Segment Start: Data for analysis
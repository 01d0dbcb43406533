use anyhow::{Context, Result, anyhow, bail};
use schemars::{Schema, schema_for};
use serde_valid::Validate;
use std::path::Path;
use tracing::debug;

use super::models::Settings;

/// Location of the daemon's own table inside the device configuration.
pub const SETTINGS_SECTION: [&str; 3] = ["main", "plugins", "telepwn"];

/// Load settings from the text of a device configuration document.
pub fn load_from_str(s: &str) -> Result<Settings> {
    let doc: toml::Table = toml::from_str(s).context("Failed to parse device configuration as TOML")?;
    settings_from_table(&doc)
}

/// Load settings from a device configuration file synchronously.
pub fn load_from_path<P: AsRef<Path>>(path: P) -> Result<Settings> {
    let path_ref = path.as_ref();
    let text = std::fs::read_to_string(path_ref)
        .with_context(|| format!("Failed to read device configuration {}", path_ref.display()))?;
    let settings = load_from_str(&text)
        .with_context(|| format!("Invalid settings in {}", path_ref.display()))?;
    debug!("Loaded settings from {}", path_ref.display());
    Ok(settings)
}

/// Load settings from a device configuration file asynchronously (Tokio).
pub async fn load_from_path_async<P: AsRef<Path>>(path: P) -> Result<Settings> {
    let path_ref = path.as_ref();
    let text = tokio::fs::read_to_string(path_ref)
        .await
        .with_context(|| format!("Failed to read device configuration {}", path_ref.display()))?;
    let settings = load_from_str(&text)
        .with_context(|| format!("Invalid settings in {}", path_ref.display()))?;
    debug!("Loaded settings from {}", path_ref.display());
    Ok(settings)
}

/// Generate the JSON Schema for the settings table.
pub fn generate_schema() -> Schema {
    schema_for!(Settings)
}

fn settings_from_table(doc: &toml::Table) -> Result<Settings> {
    let mut current = doc;
    for segment in SETTINGS_SECTION {
        current = current
            .get(segment)
            .and_then(toml::Value::as_table)
            .ok_or_else(|| anyhow!("Missing [{}] table", SETTINGS_SECTION.join(".")))?;
    }
    let settings: Settings = toml::Value::Table(current.clone())
        .try_into()
        .context("Failed to deserialize settings table")?;
    validate_settings(&settings)?;
    Ok(settings)
}

/// Field-level validation plus the cross-field checks serde cannot express.
pub fn validate_settings(settings: &Settings) -> Result<()> {
    settings
        .validate()
        .map_err(|e| anyhow!("Settings validation failed: {e}"))?;
    if settings.chat_id.as_i64().is_none() {
        bail!("chat_id {:?} is not a numeric chat identifier", settings.chat_id);
    }
    Ok(())
}

#[cfg(test)]
mod tests {
    use super::*;
    use crate::config::models::ChatId;

    #[test]
    fn test_loads_with_defaults() {
        let s = load_from_str(
            r#"
            [main.plugins.telepwn]
            bot_token = "123:abc"
            chat_id = "42"
            "#,
        )
        .unwrap();
        assert_eq!(s.chat_id, ChatId::Text("42".into()));
        assert_eq!(s.chat_id.as_i64(), Some(42));
        assert_eq!(s.scheduler_poll_secs, 60);
        assert_eq!(s.cooldown_ms, 2000);
        assert_eq!(s.http_timeout_secs, 5);
        assert_eq!(s.max_message_len, 2048);
        assert_eq!(s.backup_paths.len(), 15);
    }

    #[test]
    fn test_missing_section_is_rejected() {
        let err = load_from_str("[main]\nname = \"pwn\"\n").unwrap_err();
        assert!(err.to_string().contains("main.plugins.telepwn"));
    }

    #[test]
    fn test_empty_token_and_bad_chat_are_rejected() {
        assert!(
            load_from_str("[main.plugins.telepwn]\nbot_token = \"\"\nchat_id = 1\n").is_err()
        );
        assert!(
            load_from_str("[main.plugins.telepwn]\nbot_token = \"t\"\nchat_id = \"me\"\n").is_err()
        );
    }

    #[test]
    fn test_zero_poll_interval_is_rejected() {
        let err = load_from_str(
            "[main.plugins.telepwn]\nbot_token = \"t\"\nchat_id = 1\nscheduler_poll_secs = 0\n",
        )
        .unwrap_err();
        assert!(format!("{err:#}").contains("validation"));
    }

    #[test]
    fn test_schema_mentions_fields() {
        let json = serde_json::to_string(&generate_schema()).unwrap();
        assert!(json.contains("bot_token"));
        assert!(json.contains("scheduler_poll_secs"));
    }
}
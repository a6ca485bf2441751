//! # ragchat-telemetry
//!
//! Tracing setup for ragchat processes.
//!
//! [`init_telemetry`] installs a `tracing-subscriber` registry with an
//! [`EnvFilter`] (`RUST_LOG`, default `info`) and a formatting layer.
//! `RAGCHAT_LOG_FORMAT=json` switches the output to one JSON object per line.
//! [`init_with_storage`] also installs an [`InMemoryTraceLayer`] so the spans
//! of each chat session can be read back from a [`SharedTraceStorage`].

pub mod memory;

use std::sync::Arc;

use tracing_subscriber::layer::SubscriberExt;
use tracing_subscriber::util::{SubscriberInitExt, TryInitError};
use tracing_subscriber::{EnvFilter, Layer, Registry};

pub use memory::{
    DEFAULT_MAX_SESSIONS, DEFAULT_MAX_SPANS_PER_SESSION, InMemoryTraceLayer, SharedTraceStorage,
    SpanData, SpanStatus, StatusCode,
};

/// Environment variable selecting the log output format (`text` or `json`).
pub const LOG_FORMAT_ENV: &str = "RAGCHAT_LOG_FORMAT";

/// Output format of the formatting layer.
#[derive(Debug, Clone, Copy, PartialEq, Eq, Default)]
pub enum LogFormat {
    #[default]
    Text,
    Json,
}

impl LogFormat {
    /// Read [`LOG_FORMAT_ENV`]; anything other than `json` means text.
    pub fn from_env() -> Self {
        Self::parse(std::env::var(LOG_FORMAT_ENV).ok().as_deref())
    }

    fn parse(value: Option<&str>) -> Self {
        match value.map(str::trim) {
            Some(v) if v.eq_ignore_ascii_case("json") => Self::Json,
            _ => Self::Text,
        }
    }
}

fn env_filter() -> EnvFilter {
    EnvFilter::try_from_default_env().unwrap_or_else(|_| EnvFilter::new("info"))
}

fn fmt_layer<S>(format: LogFormat) -> Box<dyn Layer<S> + Send + Sync>
where
    S: tracing::Subscriber + for<'a> tracing_subscriber::registry::LookupSpan<'a>,
{
    match format {
        LogFormat::Text => tracing_subscriber::fmt::layer().with_target(true).boxed(),
        LogFormat::Json => tracing_subscriber::fmt::layer()
            .json()
            .with_current_span(true)
            .with_span_list(false)
            .boxed(),
    }
}

/// Install the global subscriber.
///
/// Only the first initialisation in a process takes effect; later calls
/// return an error and leave the installed subscriber alone.
pub fn init_telemetry(service_name: &str) -> Result<(), TryInitError> {
    let format = LogFormat::from_env();
    Registry::default().with(fmt_layer(format)).with(env_filter()).try_init()?;
    tracing::info!(service.name = service_name, ?format, "telemetry initialised");
    Ok(())
}

/// [`init_telemetry`] plus span capture into `storage`.
///
/// The capture layer sees every span regardless of the log filter.
pub fn init_with_storage(
    service_name: &str,
    storage: Arc<SharedTraceStorage>,
) -> Result<(), TryInitError> {
    let format = LogFormat::from_env();
    Registry::default()
        .with(InMemoryTraceLayer::new(storage))
        .with(fmt_layer(format).with_filter(env_filter()))
        .try_init()?;
    tracing::info!(service.name = service_name, ?format, "telemetry initialised with span capture");
    Ok(())
}

#[cfg(test)]
mod tests {
    use super::*;

    #[test]
    fn only_json_selects_json() {
        assert_eq!(LogFormat::parse(Some("json")), LogFormat::Json);
        assert_eq!(LogFormat::parse(Some(" JSON ")), LogFormat::Json);
        assert_eq!(LogFormat::parse(Some("pretty")), LogFormat::Text);
        assert_eq!(LogFormat::parse(None), LogFormat::Text);
    }
}
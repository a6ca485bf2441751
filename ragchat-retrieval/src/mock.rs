//! Deterministic embedding provider for tests and offline demos.

use std::collections::{HashMap, HashSet};
use std::sync::atomic::{AtomicUsize, Ordering};
use std::sync::{Arc, RwLock};
use std::time::Duration;

use async_trait::async_trait;

use crate::embedding::EmbeddingProvider;
use crate::error::{RagError, Result};

#[derive(Debug, Default)]
struct MockState {
    vectors: RwLock<HashMap<String, Vec<f32>>>,
    failing: RwLock<HashSet<String>>,
    calls: AtomicUsize,
}

/// An [`EmbeddingProvider`] that needs no network.
///
/// Texts registered with [`with_vector`](Self::with_vector) map to that exact
/// vector; any other text gets a normalised hash-derived vector so equal
/// texts always embed identically. Texts registered with
/// [`fail_on`](Self::fail_on) produce [`RagError::EmbeddingUnavailable`].
///
/// Clones share their state, so a test can keep a handle and inspect
/// [`call_count`](Self::call_count) after handing the provider to a pipeline.
#[derive(Debug, Clone)]
pub struct MockEmbeddingProvider {
    dimensions: usize,
    delay: Option<Duration>,
    state: Arc<MockState>,
}

impl MockEmbeddingProvider {
    /// Create a provider producing `dimensions`-length vectors.
    pub fn new(dimensions: usize) -> Self {
        Self { dimensions, delay: None, state: Arc::default() }
    }

    /// Map `text` to a fixed vector.
    pub fn with_vector(self, text: impl Into<String>, vector: Vec<f32>) -> Self {
        if let Ok(mut vectors) = self.state.vectors.write() {
            vectors.insert(text.into(), vector);
        }
        self
    }

    /// Make embedding `text` fail.
    pub fn fail_on(self, text: impl Into<String>) -> Self {
        if let Ok(mut failing) = self.state.failing.write() {
            failing.insert(text.into());
        }
        self
    }

    /// Sleep for `delay` before answering, to exercise interleaving and timeouts.
    pub fn with_delay(mut self, delay: Duration) -> Self {
        self.delay = Some(delay);
        self
    }

    /// Number of `embed` calls made so far across all clones.
    pub fn call_count(&self) -> usize {
        self.state.calls.load(Ordering::SeqCst)
    }

    fn hash_embedding(&self, text: &str) -> Vec<f32> {
        let hash = text.bytes().fold(0u64, |acc, b| acc.wrapping_mul(31).wrapping_add(b as u64));
        let mut v: Vec<f32> = (0..self.dimensions)
            .map(|i| ((hash.wrapping_add(i as u64)) as f32).sin())
            .collect();
        let norm: f32 = v.iter().map(|x| x * x).sum::<f32>().sqrt();
        if norm > 0.0 {
            v.iter_mut().for_each(|x| *x /= norm);
        }
        v
    }
}

#[async_trait]
impl EmbeddingProvider for MockEmbeddingProvider {
    async fn embed(&self, text: &str) -> Result<Vec<f32>> {
        self.state.calls.fetch_add(1, Ordering::SeqCst);
        if let Some(delay) = self.delay {
            tokio::time::sleep(delay).await;
        }

        let failing = self.state.failing.read().map(|f| f.contains(text)).unwrap_or(false);
        if failing {
            return Err(RagError::embedding("mock", format!("scripted failure for {text:?}")));
        }

        let fixed = self.state.vectors.read().ok().and_then(|v| v.get(text).cloned());
        Ok(fixed.unwrap_or_else(|| self.hash_embedding(text)))
    }

    fn dimensions(&self) -> usize {
        self.dimensions
    }

    fn name(&self) -> &str {
        "mock"
    }
}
Segment End: Data for analysis
> **What you should do**
Please, starting with the first line of the material above, write out each line exactly and finish on the line that includes "file asynchronously (Tokio).".

> **Task result**
repository 01d0dbcb43406533
use anyhow::{Context, Result, anyhow, bail};
use schemars::{Schema, schema_for};
use serde_valid::Validate;
use std::path::Path;
use tracing::debug;

use super::models::Settings;

/// Location of the daemon's own table inside the device configuration.
pub const SETTINGS_SECTION: [&str; 3] = ["main", "plugins", "telepwn"];

/// Load settings from the text of a device configuration document.
pub fn load_from_str(s: &str) -> Result<Settings> {
    let doc: toml::Table = toml::from_str(s).context("Failed to parse device configuration as TOML")?;
    settings_from_table(&doc)
}

/// Load settings from a device configuration file synchronously.
pub fn load_from_path<P: AsRef<Path>>(path: P) -> Result<Settings> {
    let path_ref = path.as_ref();
    let text = std::fs::read_to_string(path_ref)
        .with_context(|| format!("Failed to read device configuration {}", path_ref.display()))?;
    let settings = load_from_str(&text)
        .with_context(|| format!("Invalid settings in {}", path_ref.display()))?;
    debug!("Loaded settings from {}", path_ref.display());
    Ok(settings)
}

/// Load settings from a device configuration file asynchronously (Tokio).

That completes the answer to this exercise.